新入社員の配属が決まり、技術職ではなく物流管理の企画課への辞令を受けたときには、大変驚いたことを覚えています。ただ、物流改革を牽引する上司との出会いは、自分にとって大きな転機となりました。多くの課題を抱える中、上司は私を最初から一人前として扱い、多様な経験を積ませてくれました。それが、成長の原動力になったと感じています。

ーー当時の経験で特に印象に残っていることはありますか?

若林智樹:
30歳を迎える直前、文具流通業界に大きな変化が訪れ、新たなプロジェクトに取り組む機会を得ました。当時、文具店の減少と需要縮小で、コクヨ系列の卸業は経営悪化に直面。これを受け、メーカー物流と卸物流を統合する構想が浮上し、私も関連するプロジェクトに参加する機会に恵まれたのです。

そのプロジェクトが一段落した頃、コクヨで通販事業を立ち上げる構想が密かに進んでおりました。当時、競合他社が新サービスを展開し、コクヨの牙城を脅かす動きが顕在化していたのです。これを機に、これまで慎重だった通販事業をコクヨは本格的に始動させることとなります。その立ち上げメンバーに私は呼ばれ、突貫で全国通販物流網を築き上げ、その10年後には通販物流部門の責任者を任されました。

物流イメージ向上への熱意と行動

ーーこれまで力を入れてきた取り組みは何ですか?

若林智樹:
最近は、自身や自社という枠に留まらず、物流イメージ向上の一助となる活動に取り組んでいます。業界で働く中で、新入社員が物流部門を希望しないことが端的に示すように、物流の仕事に対するイメージが必ずしも良くないことに悔しさを感じていました。そこで、物流の良さをもっと知ってもらい、イメージを向上させたいという強い思いを持つようになったのです。

そのための具体的な活動を始めるにあたり、社内だけでは賛同者を集めにくいと考え、社外で活動することも始めました。たとえば、関東の流通系大学に足を運んで、学生向けに「物流職と通販」をテーマに、私自身の入社後の物流職の経験について話をしています。

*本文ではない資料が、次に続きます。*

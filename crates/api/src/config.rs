use std::fmt;
use std::path::PathBuf;

use sqlx::postgres::PgConnectOptions;
use url::Url;

/// Default PostgreSQL port when a connection target omits one.
pub const DEFAULT_PG_PORT: u16 = 5432;

/// Errors raised while resolving startup configuration.
#[derive(Debug, thiserror::Error)]
pub enum ConfigError {
    #[error("No database configured: set DATABASE_CONNECTION or DATABASE_URL")]
    MissingDatabase,

    #[error("Invalid DATABASE_URL: {0}")]
    InvalidDatabaseUrl(String),

    #[error("Invalid DATABASE_CONNECTION: {0}")]
    InvalidConnectionString(String),
}

/// Server configuration loaded from environment variables.
///
/// All fields have sensible defaults suitable for local development.
/// In production, override via environment variables.
#[derive(Debug, Clone)]
pub struct ServerConfig {
    /// Bind address (default: `0.0.0.0`).
    pub host: String,
    /// Bind port (default: `8080`).
    pub port: u16,
    /// Exact allowed CORS origins, parsed from comma-separated `CORS_ORIGINS`.
    pub cors_origins: Vec<String>,
    /// Host suffixes whose subdomains are always allowed as CORS origins,
    /// parsed from comma-separated `CORS_ORIGIN_SUFFIXES`.
    pub cors_origin_suffixes: Vec<String>,
    /// HTTP request timeout in seconds (default: `30`).
    pub request_timeout_secs: u64,
    /// Directory served under `/uploads` (default: `wwwroot/uploads`).
    pub uploads_dir: PathBuf,
}

impl ServerConfig {
    /// Load configuration from environment variables with defaults.
    ///
    /// | Env Var                | Default                                   |
    /// |------------------------|-------------------------------------------|
    /// | `HOST`                 | `0.0.0.0`                                 |
    /// | `PORT`                 | `8080`                                    |
    /// | `CORS_ORIGINS`         | `http(s)://localhost:3000`, `:3001`       |
    /// | `CORS_ORIGIN_SUFFIXES` | `vercel.app`                              |
    /// | `REQUEST_TIMEOUT_SECS` | `30`                                      |
    /// | `UPLOADS_DIR`          | `wwwroot/uploads`                         |
    pub fn from_env() -> Self {
        let host = std::env::var("HOST").unwrap_or_else(|_| "0.0.0.0".into());

        let port: u16 = std::env::var("PORT")
            .unwrap_or_else(|_| "8080".into())
            .parse()
            .expect("PORT must be a valid u16");

        let cors_origins = split_list(
            &std::env::var("CORS_ORIGINS").unwrap_or_else(|_| {
                "http://localhost:3000,http://localhost:3001,\
                 https://localhost:3000,https://localhost:3001"
                    .into()
            }),
        );

        let cors_origin_suffixes = split_list(
            &std::env::var("CORS_ORIGIN_SUFFIXES").unwrap_or_else(|_| "vercel.app".into()),
        );

        let request_timeout_secs: u64 = std::env::var("REQUEST_TIMEOUT_SECS")
            .unwrap_or_else(|_| "30".into())
            .parse()
            .expect("REQUEST_TIMEOUT_SECS must be a valid u64");

        let uploads_dir = std::env::var("UPLOADS_DIR")
            .unwrap_or_else(|_| "wwwroot/uploads".into())
            .into();

        Self {
            host,
            port,
            cors_origins,
            cors_origin_suffixes,
            request_timeout_secs,
            uploads_dir,
        }
    }
}

fn split_list(raw: &str) -> Vec<String> {
    raw.split(',')
        .map(|s| s.trim().to_string())
        .filter(|s| !s.is_empty())
        .collect()
}

/// PostgreSQL connection target, broken into its parts.
#[derive(Clone, PartialEq, Eq)]
pub struct DatabaseSettings {
    pub host: String,
    pub port: u16,
    pub database_name: String,
    pub username: String,
    pub password: String,
}

impl fmt::Debug for DatabaseSettings {
    fn fmt(&self, f: &mut fmt::Formatter<'_>) -> fmt::Result {
        f.debug_struct("DatabaseSettings")
            .field("host", &self.host)
            .field("port", &self.port)
            .field("database_name", &self.database_name)
            .field("username", &self.username)
            .field("password", &"[redacted]")
            .finish()
    }
}

impl DatabaseSettings {
    /// Resolve the database target from the environment.
    ///
    /// `DATABASE_CONNECTION` wins over `DATABASE_URL`; blank values count as
    /// unset.
    pub fn from_env() -> Result<Self, ConfigError> {
        Self::resolve(
            std::env::var("DATABASE_CONNECTION").ok().as_deref(),
            std::env::var("DATABASE_URL").ok().as_deref(),
        )
    }

    pub fn resolve(connection: Option<&str>, url: Option<&str>) -> Result<Self, ConfigError> {
        fn present(v: Option<&str>) -> Option<&str> {
            v.map(str::trim).filter(|v| !v.is_empty())
        }

        if let Some(connection) = present(connection) {
            return Self::parse_connection_string(connection);
        }
        if let Some(url) = present(url) {
            return Self::parse_url(url);
        }
        Err(ConfigError::MissingDatabase)
    }

    /// Parse `Host=..;Port=..;Database=..;Username=..;Password=..`.
    ///
    /// Keys are case-insensitive. `Port` defaults to 5432 and `Password` to
    /// empty; the rest are required.
    pub fn parse_connection_string(raw: &str) -> Result<Self, ConfigError> {
        let invalid = |msg: String| ConfigError::InvalidConnectionString(msg);

        let mut host = None;
        let mut port = None;
        let mut database_name = None;
        let mut username = None;
        let mut password = None;

        for pair in raw.split(';').map(str::trim).filter(|p| !p.is_empty()) {
            let (key, value) = pair
                .split_once('=')
                .ok_or_else(|| invalid(format!("expected key=value, got '{pair}'")))?;
            let value = value.trim().to_string();
            match key.trim().to_ascii_lowercase().as_str() {
                "host" | "server" => host = Some(value),
                "port" => {
                    port = Some(
                        value
                            .parse::<u16>()
                            .map_err(|_| invalid(format!("invalid port '{value}'")))?,
                    )
                }
                "database" => database_name = Some(value),
                "username" | "user id" | "user" => username = Some(value),
                "password" => password = Some(value),
                // Pool and TLS tuning keys are left to sqlx defaults.
                _ => {}
            }
        }

        Ok(Self {
            host: host.ok_or_else(|| invalid("missing Host".into()))?,
            port: port.unwrap_or(DEFAULT_PG_PORT),
            database_name: database_name.ok_or_else(|| invalid("missing Database".into()))?,
            username: username.ok_or_else(|| invalid("missing Username".into()))?,
            password: password.unwrap_or_default(),
        })
    }

    /// Parse `postgres[ql]://user:password@host:port/database`.
    ///
    /// Port defaults to 5432; user and password are percent-decoded.
    pub fn parse_url(raw: &str) -> Result<Self, ConfigError> {
        let invalid = |msg: String| ConfigError::InvalidDatabaseUrl(msg);

        let url = Url::parse(raw).map_err(|e| invalid(e.to_string()))?;
        if !matches!(url.scheme(), "postgres" | "postgresql") {
            return Err(invalid(format!("unsupported scheme '{}'", url.scheme())));
        }

        let host = url
            .host_str()
            .filter(|h| !h.is_empty())
            .ok_or_else(|| invalid("missing host".into()))?
            .to_string();

        let database_name = url.path().trim_start_matches('/').to_string();
        if database_name.is_empty() {
            return Err(invalid("missing database name".into()));
        }

        let decode = |s: &str| {
            urlencoding::decode(s)
                .map(|d| d.into_owned())
                .map_err(|e| invalid(e.to_string()))
        };

        Ok(Self {
            host,
            port: url.port().unwrap_or(DEFAULT_PG_PORT),
            database_name,
            username: decode(url.username())?,
            password: decode(url.password().unwrap_or(""))?,
        })
    }

    pub fn connect_options(&self) -> PgConnectOptions {
        PgConnectOptions::new()
            .host(&self.host)
            .port(self.port)
            .database(&self.database_name)
            .username(&self.username)
            .password(&self.password)
    }
}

他にも他社連携に力点をおいた自社の取り組みは、特に物流分野で働く方々から多くの共感を得ることができました。具体的な成果の例として、アスクル株式会社との同一納品先への輸送の共同化によりトラック台数とCO₂排出量の削減を実現したり、花王ロジスティクス株式会社と合同研修を行い、両社の倉庫見学や意見交換の場を設けることで、それぞれの業務プロセスや効率化への取り組みを学ぶ機会をつくっています。

ーー社長就任の経緯を教えてください。

若林智樹:
「カウネット(コクヨの連結子会社の通販サービス)」の成長の一方で、コクヨグループとして文具卸事業の位置付けが課題となっておりました。商流に加え物流の在り方を改革する必要があり、今から5年程前にそのプロジェクトに関わり、自分の考えを率直に伝えたことが評価され、「物流子会社の社長を任せてみよう」と考えていただけたのだと思います。「これが最後の仕事だ」という覚悟を持ち、会社へ恩返しをしたいという気持ちで臨みました。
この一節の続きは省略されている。